Managed by former Epic Records legend, Ron Alexenberg and promoted by Woodstock 1969’s legend, Artie Kornfeld, Billi focused from 1994 – 2001 on picking up the pieces and finishing what the Front End started in the 1960s – only this time with completed and nationally released singles, albums, videos and a serious biography.
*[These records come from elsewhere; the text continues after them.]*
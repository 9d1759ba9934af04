/*!
 * Color sensor proxy.
 *
 * The sensor advertises its state as 16 hex digits,
 * `RRGGBB HHSSLL SS CC`: estimated RGB, estimated HSL, saturation bitmask
 * and LED current in mA. The proxy keeps these in its cache so they can be
 * read without a device round-trip.
 */
use std::sync::Arc;

use tracing::trace;

use yoctoproxy_core::rebased_enum;
use yoctoproxy_core::types::{proxy_uint, Rebased};

use crate::error::Result;
use crate::function::{Cached, FunctionProxy, ProxyKind};
use crate::native::{NativeColorSensor, NativeLibrary};

rebased_enum! {
    /// Model used to estimate the color
    pub enum EstimationModel {
        /// Color of a lit surface
        Reflection,
        /// Color of a light source
        Emission,
    }
}

rebased_enum! {
    /// Sensor working mode
    pub enum WorkingMode {
        /// Automatic settings
        Auto,
        /// Manual settings
        Expert,
        /// Automatic gain only
        Autogain,
    }
}

rebased_enum! {
    /// Closest simple color
    pub enum NearSimpleColor {
        /// Brown
        Brown,
        /// Red
        Red,
        /// Orange
        Orange,
        /// Yellow
        Yellow,
        /// White
        White,
        /// Gray
        Gray,
        /// Black
        Black,
        /// Green
        Green,
        /// Blue
        Blue,
        /// Purple
        Purple,
        /// Pink
        Pink,
    }
}

/// Fields carried by the advertised value
#[derive(Debug, Clone, Copy, PartialEq, Eq)]
struct AdvertisedColor {
    rgb: i32,
    hsl: i32,
    saturation: i32,
    led_current: i32,
}

impl AdvertisedColor {
    fn parse(value: &str) -> Option<Self> {
        if value.len() != 16 || !value.bytes().all(|b| b.is_ascii_hexdigit()) {
            return None;
        }
        let field = |range: std::ops::Range<usize>| i32::from_str_radix(&value[range], 16).ok();
        Some(Self {
            rgb: field(0..6)?,
            hsl: field(6..12)?,
            saturation: field(12..14)?,
            led_current: field(14..16)?,
        })
    }
}

/// Proxy for a color sensor
#[derive(Debug)]
pub struct ColorSensorProxy {
    base: FunctionProxy<dyn NativeColorSensor>,
    estimation_model: Cached<EstimationModel>,
    working_mode: Cached<WorkingMode>,
    led_current: Cached<i32>,
    led_calibration: Cached<i32>,
    integration_time: Cached<i32>,
    gain: Cached<i32>,
    estimated_rgb: Cached<i32>,
    estimated_hsl: Cached<i32>,
    saturation: Cached<i32>,
}

impl ProxyKind for ColorSensorProxy {
    type Native = dyn NativeColorSensor;

    const CLASS_NAME: &'static str = "ColorSensor";

    fn find_native(library: &dyn NativeLibrary, func: &str) -> Arc<Self::Native> {
        library.find_color_sensor(func)
    }

    fn first_native(library: &dyn NativeLibrary) -> Option<Arc<Self::Native>> {
        library.first_color_sensor()
    }

    fn next_native(native: &Self::Native) -> Option<Arc<Self::Native>> {
        native.next_color_sensor()
    }

    fn from_base(base: FunctionProxy<Self::Native>) -> Self {
        Self {
            base,
            estimation_model: Cached::enumeration(),
            working_mode: Cached::enumeration(),
            led_current: Cached::uint(),
            led_calibration: Cached::uint(),
            integration_time: Cached::uint(),
            gain: Cached::uint(),
            estimated_rgb: Cached::uint(),
            estimated_hsl: Cached::uint(),
            saturation: Cached::uint(),
        }
    }

    fn base(&self) -> &FunctionProxy<Self::Native> {
        &self.base
    }

    fn function_arrival(&self) {
        let value = self.base.cached_advertised_value();
        self.value_change_callback(&value);
    }

    fn module_config_has_changed(&self) {
        if let Ok(n) = self.base.native() {
            self.estimation_model
                .store(EstimationModel::from_native(n.estimation_model()));
            self.working_mode
                .store(WorkingMode::from_native(n.working_mode()));
            self.led_current.store(proxy_uint(n.led_current()));
            self.led_calibration.store(proxy_uint(n.led_calibration()));
            self.integration_time.store(proxy_uint(n.integration_time()));
            self.gain.store(proxy_uint(n.gain()));
        }
    }

    fn value_change_callback(&self, value: &str) {
        let Some(color) = AdvertisedColor::parse(value) else {
            trace!(value, "advertised value is not a color report");
            return;
        };
        self.estimated_rgb.store(color.rgb);
        self.estimated_hsl.store(color.hsl);
        self.saturation.store(color.saturation);
        self.led_current.store(color.led_current);
    }
}

function_proxy_common!(ColorSensorProxy);

impl ColorSensorProxy {
    /// Color estimation model
    pub fn estimation_model(&self) -> Result<EstimationModel> {
        self.base.get_enum(|n| n.estimation_model())
    }

    /// Change the color estimation model
    pub fn set_estimation_model(&self, newval: EstimationModel) -> Result<i32> {
        self.base.set_enum(newval, |n, v| n.set_estimation_model(v))
    }

    /// Estimation model from the cache
    pub fn cached_estimation_model(&self) -> EstimationModel {
        self.base.read_cached(&self.estimation_model)
    }

    /// Change the estimation model when online and different from the cache
    pub fn set_cached_estimation_model(&self, newval: EstimationModel) {
        self.base.write_cached(&self.estimation_model, newval, |n, v| {
            n.set_estimation_model(v.to_native())
        });
    }

    /// Working mode
    pub fn working_mode(&self) -> Result<WorkingMode> {
        self.base.get_enum(|n| n.working_mode())
    }

    /// Change the working mode
    pub fn set_working_mode(&self, newval: WorkingMode) -> Result<i32> {
        self.base.set_enum(newval, |n, v| n.set_working_mode(v))
    }

    /// Working mode from the cache
    pub fn cached_working_mode(&self) -> WorkingMode {
        self.base.read_cached(&self.working_mode)
    }

    /// Change the working mode when online and different from the cache
    pub fn set_cached_working_mode(&self, newval: WorkingMode) {
        self.base.write_cached(&self.working_mode, newval, |n, v| {
            n.set_working_mode(v.to_native())
        });
    }

    /// Illumination LED current, in mA
    pub fn led_current(&self) -> Result<i32> {
        self.base.get_uint(|n| n.led_current())
    }

    /// Change the illumination LED current
    pub fn set_led_current(&self, newval: i32) -> Result<i32> {
        self.base.set_uint(newval, |n, v| n.set_led_current(v))
    }

    /// LED current from the cache
    pub fn cached_led_current(&self) -> i32 {
        self.base.read_cached(&self.led_current)
    }

    /// Change the LED current when online and different from the cache
    pub fn set_cached_led_current(&self, newval: i32) {
        self.base
            .write_cached(&self.led_current, newval, |n, v| n.set_led_current(*v));
    }

    /// LED current used for calibration
    pub fn led_calibration(&self) -> Result<i32> {
        self.base.get_uint(|n| n.led_calibration())
    }

    /// Change the LED current used for calibration
    pub fn set_led_calibration(&self, newval: i32) -> Result<i32> {
        self.base.set_uint(newval, |n, v| n.set_led_calibration(v))
    }

    /// Calibration LED current from the cache
    pub fn cached_led_calibration(&self) -> i32 {
        self.base.read_cached(&self.led_calibration)
    }

    /// Change the calibration LED current when online and different from the cache
    pub fn set_cached_led_calibration(&self, newval: i32) {
        self.base
            .write_cached(&self.led_calibration, newval, |n, v| n.set_led_calibration(*v));
    }

    /// Integration time, in ms
    pub fn integration_time(&self) -> Result<i32> {
        self.base.get_uint(|n| n.integration_time())
    }

    /// Change the integration time
    pub fn set_integration_time(&self, newval: i32) -> Result<i32> {
        self.base.set_uint(newval, |n, v| n.set_integration_time(v))
    }

    /// Integration time from the cache
    pub fn cached_integration_time(&self) -> i32 {
        self.base.read_cached(&self.integration_time)
    }

    /// Change the integration time when online and different from the cache
    pub fn set_cached_integration_time(&self, newval: i32) {
        self.base
            .write_cached(&self.integration_time, newval, |n, v| n.set_integration_time(*v));
    }

    /// Sensor gain
    pub fn gain(&self) -> Result<i32> {
        self.base.get_uint(|n| n.gain())
    }

    /// Change the sensor gain
    pub fn set_gain(&self, newval: i32) -> Result<i32> {
        self.base.set_uint(newval, |n, v| n.set_gain(v))
    }

    /// Gain from the cache
    pub fn cached_gain(&self) -> i32 {
        self.base.read_cached(&self.gain)
    }

    /// Change the gain when online and different from the cache
    pub fn set_cached_gain(&self, newval: i32) {
        self.base.write_cached(&self.gain, newval, |n, v| n.set_gain(*v));
    }

    /// Saturation bitmask of the sensor channels
    pub fn saturation(&self) -> Result<i32> {
        self.base.get_uint(|n| n.saturation())
    }

    /// Saturation bitmask from the last advertised value
    pub fn cached_saturation(&self) -> i32 {
        self.base.read_cached(&self.saturation)
    }

    /// Estimated color as `0xRRGGBB`
    pub fn estimated_rgb(&self) -> Result<i32> {
        self.base.get_uint(|n| n.estimated_rgb())
    }

    /// Estimated RGB color from the last advertised value
    pub fn cached_estimated_rgb(&self) -> i32 {
        self.base.read_cached(&self.estimated_rgb)
    }

    /// Estimated color as `0xHHSSLL`
    pub fn estimated_hsl(&self) -> Result<i32> {
        self.base.get_uint(|n| n.estimated_hsl())
    }

    /// Estimated HSL color from the last advertised value
    pub fn cached_estimated_hsl(&self) -> i32 {
        self.base.read_cached(&self.estimated_hsl)
    }

    /// Estimated color in the CIE XYZ space
    pub fn estimated_xyz(&self) -> Result<String> {
        self.base.get_string(|n| n.estimated_xyz())
    }

    /// Estimated color in the OkLab space
    pub fn estimated_ok_lab(&self) -> Result<String> {
        self.base.get_string(|n| n.estimated_ok_lab())
    }

    /// Closest RAL color
    pub fn near_ral1(&self) -> Result<String> {
        self.base.get_string(|n| n.near_ral1())
    }

    /// Second closest RAL color
    pub fn near_ral2(&self) -> Result<String> {
        self.base.get_string(|n| n.near_ral2())
    }

    /// Third closest RAL color
    pub fn near_ral3(&self) -> Result<String> {
        self.base.get_string(|n| n.near_ral3())
    }

    /// Closest HTML color name
    pub fn near_html_color(&self) -> Result<String> {
        self.base.get_string(|n| n.near_html_color())
    }

    /// Closest simple color
    pub fn near_simple_color_index(&self) -> Result<NearSimpleColor> {
        self.base.get_enum(|n| n.near_simple_color_index())
    }

    /// Name of the closest simple color
    pub fn near_simple_color(&self) -> Result<String> {
        self.base.get_string(|n| n.near_simple_color())
    }

    /// Turn the illumination LED off
    pub fn turn_led_off(&self) -> Result<i32> {
        self.base.with_native(|n| n.turn_led_off())
    }

    /// Turn the illumination LED on
    pub fn turn_led_on(&self) -> Result<i32> {
        self.base.with_native(|n| n.turn_led_on())
    }

    /// Save the calibration LED current to flash
    pub fn save_led_calibration(&self) -> Result<i32> {
        self.base.with_native(|n| n.save_led_calibration())
    }
}

#[cfg(test)]
mod tests {
    use super::*;

    #[test]
    fn test_advertised_color_parses_fields() {
        let color = AdvertisedColor::parse("FF80401E6E7F0314").unwrap();
        assert_eq!(color.rgb, 0xFF8040);
        assert_eq!(color.hsl, 0x1E6E7F);
        assert_eq!(color.saturation, 0x03);
        assert_eq!(color.led_current, 0x14);
    }

    #[test]
    fn test_advertised_color_rejects_malformed() {
        assert_eq!(AdvertisedColor::parse("FF8040"), None);
        assert_eq!(AdvertisedColor::parse("FF80401E6E7F03ZZ"), None);
        assert_eq!(AdvertisedColor::parse("+F80401E6E7F0314"), None);
        assert_eq!(AdvertisedColor::parse("éé80401E6E7F0314"), None);
        assert_eq!(AdvertisedColor::parse("FF80401E6E7F031400"), None);
    }

    #[test]
    fn test_enum_codes_follow_declaration_order() {
        assert_eq!(NearSimpleColor::from_native(0), NearSimpleColor::Brown);
        assert_eq!(NearSimpleColor::from_native(10), NearSimpleColor::Pink);
        assert_eq!(NearSimpleColor::from_native(11), NearSimpleColor::Invalid);
        assert_eq!(WorkingMode::Autogain.to_native(), 2);
    }
}
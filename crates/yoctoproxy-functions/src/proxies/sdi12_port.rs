/*!
 * SDI-12 port proxy.
 */
use std::sync::Arc;

use yoctoproxy_core::types::{proxy_string, proxy_uint, Rebased};

use crate::error::Result;
use crate::function::{Cached, FunctionProxy, ProxyKind};
use crate::native::{NativeLibrary, NativeSdi12Port};
use crate::port::{MessagePort, StreamPort, VoltageLevel};
use crate::records::{wrap_records, Sdi12SensorInfo, Sdi12SnoopingRecord};

/// Proxy for an SDI-12 bus master
#[derive(Debug)]
pub struct Sdi12PortProxy {
    base: FunctionProxy<dyn NativeSdi12Port>,
    serial_mode: Cached<String>,
    protocol: Cached<String>,
    voltage_level: Cached<VoltageLevel>,
    job_max_task: Cached<i32>,
    job_max_size: Cached<i32>,
}

impl ProxyKind for Sdi12PortProxy {
    type Native = dyn NativeSdi12Port;

    const CLASS_NAME: &'static str = "Sdi12Port";

    fn find_native(library: &dyn NativeLibrary, func: &str) -> Arc<Self::Native> {
        library.find_sdi12_port(func)
    }

    fn first_native(library: &dyn NativeLibrary) -> Option<Arc<Self::Native>> {
        library.first_sdi12_port()
    }

    fn next_native(native: &Self::Native) -> Option<Arc<Self::Native>> {
        native.next_sdi12_port()
    }

    fn from_base(base: FunctionProxy<Self::Native>) -> Self {
        Self {
            base,
            serial_mode: Cached::string(),
            protocol: Cached::string(),
            voltage_level: Cached::enumeration(),
            job_max_task: Cached::uint(),
            job_max_size: Cached::uint(),
        }
    }

    fn base(&self) -> &FunctionProxy<Self::Native> {
        &self.base
    }

    fn function_arrival(&self) {
        if let Ok(n) = self.base.native() {
            self.job_max_task.store(proxy_uint(n.job_max_task()));
            self.job_max_size.store(proxy_uint(n.job_max_size()));
        }
    }

    fn module_config_has_changed(&self) {
        if let Ok(n) = self.base.native() {
            self.serial_mode.store(proxy_string(n.serial_mode()));
            self.protocol.store(proxy_string(n.protocol()));
            self.voltage_level.store(VoltageLevel::from_native(n.voltage_level()));
        }
    }
}

function_proxy_common!(Sdi12PortProxy);

impl MessagePort for Sdi12PortProxy {
    type Port = dyn NativeSdi12Port;

    fn port(&self) -> &FunctionProxy<dyn NativeSdi12Port> {
        &self.base
    }
}

impl StreamPort for Sdi12PortProxy {
    type Stream = dyn NativeSdi12Port;

    fn stream(&self) -> &FunctionProxy<dyn NativeSdi12Port> {
        &self.base
    }
}

impl Sdi12PortProxy {
    /// Serial mode, e.g. `1200,7E1`
    pub fn serial_mode(&self) -> Result<String> {
        self.base.get_string(|n| n.serial_mode())
    }

    /// Change the serial mode
    pub fn set_serial_mode(&self, newval: &str) -> Result<i32> {
        self.base.set_string(newval, |n, v| n.set_serial_mode(v))
    }

    /// Serial mode from the cache
    pub fn cached_serial_mode(&self) -> String {
        self.base.read_cached(&self.serial_mode)
    }

    /// Change the serial mode when online and different from the cache
    pub fn set_cached_serial_mode(&self, newval: &str) {
        self.base
            .write_cached(&self.serial_mode, newval.to_string(), |n, v| n.set_serial_mode(v));
    }

    /// Protocol from the cache
    pub fn cached_protocol(&self) -> String {
        self.base.read_cached(&self.protocol)
    }

    /// Change the protocol when online and different from the cache
    pub fn set_cached_protocol(&self, newval: &str) {
        self.base
            .write_cached(&self.protocol, newval.to_string(), |n, v| n.set_protocol(v));
    }

    /// Voltage level from the cache
    pub fn cached_voltage_level(&self) -> VoltageLevel {
        self.base.read_cached(&self.voltage_level)
    }

    /// Change the voltage level when online and different from the cache
    pub fn set_cached_voltage_level(&self, newval: VoltageLevel) {
        self.base.write_cached(&self.voltage_level, newval, |n, v| {
            n.set_voltage_level(v.to_native())
        });
    }

    /// Maximum number of tasks in a job, from the cache
    pub fn cached_job_max_task(&self) -> i32 {
        self.base.read_cached(&self.job_max_task)
    }

    /// Maximum job file size, from the cache
    pub fn cached_job_max_size(&self) -> i32 {
        self.base.read_cached(&self.job_max_size)
    }

    /// Send a command to a sensor and return its reply
    pub fn query_sdi12(&self, sensor_addr: &str, cmd: &str, max_wait: i32) -> Result<String> {
        self.base
            .with_native(|n| n.query_sdi12(sensor_addr, cmd, max_wait))
    }

    /// Identify the only sensor on the bus
    pub fn discover_single_sensor(&self) -> Result<Sdi12SensorInfo> {
        self.base
            .with_native(|n| Sdi12SensorInfo::from(n.discover_single_sensor()))
    }

    /// Identify every sensor on the bus
    pub fn discover_all_sensors(&self) -> Result<Vec<Sdi12SensorInfo>> {
        self.base.with_native(|n| {
            n.discover_all_sensors()
                .into_iter()
                .map(Sdi12SensorInfo::from)
                .collect()
        })
    }

    /// Run a measurement command and return the values
    pub fn read_sensor(&self, sensor_addr: &str, meas_cmd: &str, max_wait: i32) -> Result<Vec<f64>> {
        self.base
            .with_native(|n| n.read_sensor(sensor_addr, meas_cmd, max_wait))
    }

    /// Change the address of a sensor
    pub fn change_address(&self, old_address: &str, new_address: &str) -> Result<Sdi12SensorInfo> {
        self.base
            .with_native(|n| Sdi12SensorInfo::from(n.change_address(old_address, new_address)))
    }

    /// Identification data of a sensor
    pub fn sensor_information(&self, sensor_addr: &str) -> Result<Sdi12SensorInfo> {
        self.base
            .with_native(|n| Sdi12SensorInfo::from(n.sensor_information(sensor_addr)))
    }

    /// Collect the results of a concurrent measurement
    pub fn read_concurrent_measurements(&self, sensor_addr: &str) -> Result<Vec<f64>> {
        self.base
            .with_native(|n| n.read_concurrent_measurements(sensor_addr))
    }

    /// Start a concurrent measurement
    pub fn request_concurrent_measurements(&self, sensor_addr: &str) -> Result<i32> {
        self.base
            .with_native(|n| n.request_concurrent_measurements(sensor_addr))
    }

    /// Messages captured by the snooping buffer
    pub fn snoop_messages(&self, max_wait: i32) -> Result<Vec<Sdi12SnoopingRecord>> {
        self.base
            .with_native(|n| wrap_records(n.snoop_messages(max_wait)))
    }

    /// At most `max_msg` messages captured by the snooping buffer
    pub fn snoop_messages_ex(&self, max_wait: i32, max_msg: i32) -> Result<Vec<Sdi12SnoopingRecord>> {
        self.base
            .with_native(|n| wrap_records(n.snoop_messages_ex(max_wait, max_msg)))
    }
}
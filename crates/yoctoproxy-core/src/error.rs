/*!
 * Error types for the yoctoproxy core crate.
 */
use thiserror::Error;

/// Error type for core operations
#[derive(Error, Debug)]
pub enum Error {
    /// Configuration error
    #[error("Configuration error: {0}")]
    Config(String),

    /// Runtime error (logging setup, global state)
    #[error("Runtime error: {0}")]
    Runtime(String),

    /// I/O error
    #[error("I/O error: {0}")]
    Io(#[from] std::io::Error),

    /// Serialization error
    #[error("Serialization error: {0}")]
    Serialization(String),

    /// Other error
    #[error("Other error: {0}")]
    Other(String),
}

/// Result type for core operations
pub type Result<T> = std::result::Result<T, Error>;

impl Error {
    /// Create a new configuration error
    pub fn config<S: AsRef<str>>(msg: S) -> Self {
        Error::Config(msg.as_ref().to_string())
    }

    /// Create a new runtime error
    pub fn runtime<S: AsRef<str>>(msg: S) -> Self {
        Error::Runtime(msg.as_ref().to_string())
    }

    /// Create a new serialization error
    pub fn serialization<S: AsRef<str>>(msg: S) -> Self {
        Error::Serialization(msg.as_ref().to_string())
    }

    /// Create a new other error
    pub fn other<S: AsRef<str>>(msg: S) -> Self {
        Error::Other(msg.as_ref().to_string())
    }
}

impl From<serde_json::Error> for Error {
    fn from(err: serde_json::Error) -> Self {
        Error::Serialization(err.to_string())
    }
}

impl From<toml::ser::Error> for Error {
    fn from(err: toml::ser::Error) -> Self {
        Error::Serialization(err.to_string())
    }
}

impl From<String> for Error {
    fn from(s: String) -> Self {
        Error::Other(s)
    }
}

impl From<&str> for Error {
    fn from(s: &str) -> Self {
        Error::Other(s.to_string())
    }
}

#[cfg(test)]
mod tests {
    use super::*;

    #[test]
    fn test_constructors_format() {
        assert_eq!(
            Error::config("missing key").to_string(),
            "Configuration error: missing key"
        );
        assert_eq!(Error::runtime("busy").to_string(), "Runtime error: busy");
        assert!(matches!(Error::from("x"), Error::Other(_)));
    }

    #[test]
    fn test_json_error_converts() {
        let err = serde_json::from_str::<u32>("not json").unwrap_err();
        assert!(matches!(Error::from(err), Error::Serialization(_)));
    }
}
/// Native color sensor
pub trait NativeColorSensor: NativeFunction {
    /// Estimation model (0-based, -1 invalid)
    fn estimation_model(&self) -> i32;
    /// Change the estimation model
    fn set_estimation_model(&self, newval: i32) -> i32;
    /// Working mode (0-based, -1 invalid)
    fn working_mode(&self) -> i32;
    /// Change the working mode
    fn set_working_mode(&self, newval: i32) -> i32;
    /// Illumination LED current, in mA
    fn led_current(&self) -> i32;
    /// Change the illumination LED current
    fn set_led_current(&self, newval: i32) -> i32;
    /// LED current used for calibration
    fn led_calibration(&self) -> i32;
    /// Change the LED current used for calibration
    fn set_led_calibration(&self, newval: i32) -> i32;
    /// Integration time, in ms
    fn integration_time(&self) -> i32;
    /// Change the integration time
    fn set_integration_time(&self, newval: i32) -> i32;
    /// Sensor gain
    fn gain(&self) -> i32;
    /// Change the sensor gain
    fn set_gain(&self, newval: i32) -> i32;
    /// Saturation bitmask of the sensor channels
    fn saturation(&self) -> i32;
    /// Estimated color, 0xRRGGBB
    fn estimated_rgb(&self) -> i32;
    /// Estimated color, 0xHHSSLL
    fn estimated_hsl(&self) -> i32;
    /// Estimated color in CIE XYZ
    fn estimated_xyz(&self) -> String;
    /// Estimated color in OkLab
    fn estimated_ok_lab(&self) -> String;
    /// Closest RAL color
    fn near_ral1(&self) -> String;
    /// Second closest RAL color
    fn near_ral2(&self) -> String;
    /// Third closest RAL color
    fn near_ral3(&self) -> String;
    /// Closest HTML color name
    fn near_html_color(&self) -> String;
    /// Closest simple color (0-based, -1 invalid)
    fn near_simple_color_index(&self) -> i32;
    /// Closest simple color name
    fn near_simple_color(&self) -> String;
    /// Turn the illumination LED off
    fn turn_led_off(&self) -> i32;
    /// Turn the illumination LED on
    fn turn_led_on(&self) -> i32;
    /// Save the calibration LED current
    fn save_led_calibration(&self) -> i32;
    /// Next color sensor in enumeration order
    fn next_color_sensor(&self) -> Option<Arc<dyn NativeColorSensor>>;
}

/// Native network interface
pub trait NativeNetwork: NativeFunction {
    /// Network readiness (0-based, -1 invalid)
    fn readiness(&self) -> i32;
    /// MAC address
    fn mac_address(&self) -> String;
    /// Current IP address
    fn ip_address(&self) -> String;
    /// Current subnet mask
    fn subnet_mask(&self) -> String;
    /// Current gateway
    fn router(&self) -> String;
    /// DNS server currently in use
    fn current_dns(&self) -> String;
    /// IP configuration string
    fn ip_config(&self) -> String;
    /// Change the IP configuration string
    fn set_ip_config(&self, newval: &str) -> i32;
    /// Primary DNS server
    fn primary_dns(&self) -> String;
    /// Change the primary DNS server
    fn set_primary_dns(&self, newval: &str) -> i32;
    /// Secondary DNS server
    fn secondary_dns(&self) -> String;
    /// Change the secondary DNS server
    fn set_secondary_dns(&self, newval: &str) -> i32;
    /// NTP server
    fn ntp_server(&self) -> String;
    /// Change the NTP server
    fn set_ntp_server(&self, newval: &str) -> i32;
    /// User password hash (masked)
    fn user_password(&self) -> String;
    /// Change the user password
    fn set_user_password(&self, newval: &str) -> i32;
    /// Admin password hash (masked)
    fn admin_password(&self) -> String;
    /// Change the admin password
    fn set_admin_password(&self, newval: &str) -> i32;
    /// Embedded HTTP server port
    fn http_port(&self) -> i32;
    /// Change the embedded HTTP server port
    fn set_http_port(&self, newval: i32) -> i32;
    /// Default HTML page
    fn default_page(&self) -> String;
    /// Change the default HTML page
    fn set_default_page(&self, newval: &str) -> i32;
    /// Discovery activation (0-based, -1 invalid)
    fn discoverable(&self) -> i32;
    /// Change the discovery activation
    fn set_discoverable(&self, newval: i32) -> i32;
    /// Delay before automatic reboot when the WWW is unreachable, in seconds
    fn www_watchdog_delay(&self) -> i32;
    /// Change the WWW watchdog delay
    fn set_www_watchdog_delay(&self, newval: i32) -> i32;
    /// HTTP callback URL
    fn callback_url(&self) -> String;
    /// Change the HTTP callback URL
    fn set_callback_url(&self, newval: &str) -> i32;
    /// HTTP callback method (0-based, -1 invalid)
    fn callback_method(&self) -> i32;
    /// Change the HTTP callback method
    fn set_callback_method(&self, newval: i32) -> i32;
    /// HTTP callback encoding (0-based, -1 invalid)
    fn callback_encoding(&self) -> i32;
    /// Change the HTTP callback encoding
    fn set_callback_encoding(&self, newval: i32) -> i32;
    /// HTTP callback credentials (masked)
    fn callback_credentials(&self) -> String;
    /// Change the HTTP callback credentials
    fn set_callback_credentials(&self, newval: &str) -> i32;
    /// Initial delay before the first callback, in seconds
    fn callback_initial_delay(&self) -> i32;
    /// Change the initial callback delay
    fn set_callback_initial_delay(&self, newval: i32) -> i32;
    /// Callback schedule
    fn callback_schedule(&self) -> String;
    /// Change the callback schedule
    fn set_callback_schedule(&self, newval: &str) -> i32;
    /// Minimum delay between callbacks, in seconds
    fn callback_min_delay(&self) -> i32;
    /// Change the minimum callback delay
    fn set_callback_min_delay(&self, newval: i32) -> i32;
    /// Maximum delay between callbacks, in seconds
    fn callback_max_delay(&self) -> i32;
    /// Change the maximum callback delay
    fn set_callback_max_delay(&self, newval: i32) -> i32;
    /// Current drawn from the PoE supply, in mA
    fn poe_current(&self) -> i32;
    /// Use DHCP, falling back to the given static configuration
    fn use_dhcp(&self, fallback_ip_addr: &str, fallback_subnet_mask_len: i32, fallback_router: &str) -> i32;
    /// Use DHCP with automatic link-local fallback
    fn use_dhcp_auto(&self) -> i32;
    /// Use a static IP configuration
    fn use_static_ip(&self, ip_address: &str, subnet_mask_len: i32, router: &str) -> i32;
    /// Ping a host and return the report
    fn ping(&self, host: &str) -> String;
    /// Trigger an HTTP callback immediately
    fn trigger_callback(&self) -> i32;
    /// Configure a periodic callback schedule
    fn set_periodic_callback_schedule(&self, interval: &str, offset: i32) -> i32;
    /// Set callback credentials from user name and password
    fn callback_login(&self, username: &str, password: &str) -> i32;
    /// Next network interface in enumeration order
    fn next_network(&self) -> Option<Arc<dyn NativeNetwork>>;
}
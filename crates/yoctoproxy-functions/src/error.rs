/*!
 * Error type for proxy operations.
 *
 * The proxy layer raises a single error of its own: an operation attempted
 * while no native function is linked. Native failures are reported through
 * the status codes and sentinels the native calls return.
 */
use thiserror::Error;

use yoctoproxy_core::error::Error as CoreError;

/// Error type for proxy operations
#[derive(Error, Debug)]
pub enum ProxyError {
    /// No native function is linked to the proxy
    #[error("No {0} connected")]
    NotConnected(&'static str),

    /// Core error
    #[error("Core error: {0}")]
    CoreError(#[from] CoreError),
}

impl ProxyError {
    /// Whether this is the "not connected" error
    pub fn is_not_connected(&self) -> bool {
        matches!(self, ProxyError::NotConnected(_))
    }
}

/// Result type for proxy operations
pub type Result<T> = std::result::Result<T, ProxyError>;

#[cfg(test)]
mod tests {
    use super::*;

    #[test]
    fn test_not_connected_message_names_class() {
        let err = ProxyError::NotConnected("SerialPort");
        assert_eq!(err.to_string(), "No SerialPort connected");
        assert!(err.is_not_connected());
    }

    #[test]
    fn test_core_error_wraps() {
        let err: ProxyError = CoreError::config("bad").into();
        assert!(!err.is_not_connected());
        assert_eq!(err.to_string(), "Core error: Configuration error: bad");
    }
}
  Psychedelic States: NY in the 60s, Vol3
             Statement Debunked
Although The Front End respected Leslie West’s Vagrants, they did not cover any of their songs – and may have been seemingly influenced by them due to Billi’s first and last-time use of a Gibson SG Standard guitar ( one of Leslie West’s main guitar choices) to record “The Real Thing” in 1968. Billi’s main guitar throughout the sixties and up to 1974 was his Gibson Firebird – which Les Paul borrowed one night in 1966.

Psychedelic States album
Album liner notes:

The Real Thing – The Front End (W. Tortora), 2:51, Goodness and Truth Music, BMI.- Released in December 1968 on the Smash (2129) label and b/w “Remember (Walking In The Sand)”. One of the coolest bands in New York was the Front End, a 4-man group whose repertoire included “Gonna Make You” by the Troggs, “Pictures of Lily” by the Who, “Talk Talk” and “The People In Me” by the Music Machine, and several songs by the Vagrants. It was the Vagrants who were the main influence on “The Real Thing”, a 1968 B-side written by group leader/vocalist/guitarist Billy Tortora. This was their third and final 45 on Smash. Also heard on here are Tortora’s brother Al on keyboards, Carmine Franco on bass, and Neil Sheen on drums. It was Sheen, who’d formerly played with the Untamed and the Missing Links, who suggested the band, then known as the Wild Starfires, change their name to The Front End. Famed producers Bill and Steve Jerome, who were working with the Left Banke and Reparata & The Delrons, discovered the group at a show at Rollerama, and brought them to the attention of Smash Records (which was also the home of the Left Banke and another Jerome project, The San Francisco Earthquake). None of their singles broke nationally, but their heavy version of “Remember (Walking In The Sand)” caught the attention of their pal, Steve Tallarico (nee Tyler) of the Chain Reaction, who decided to reprise the song many years later with Aerosmith. As they say, the rest is history.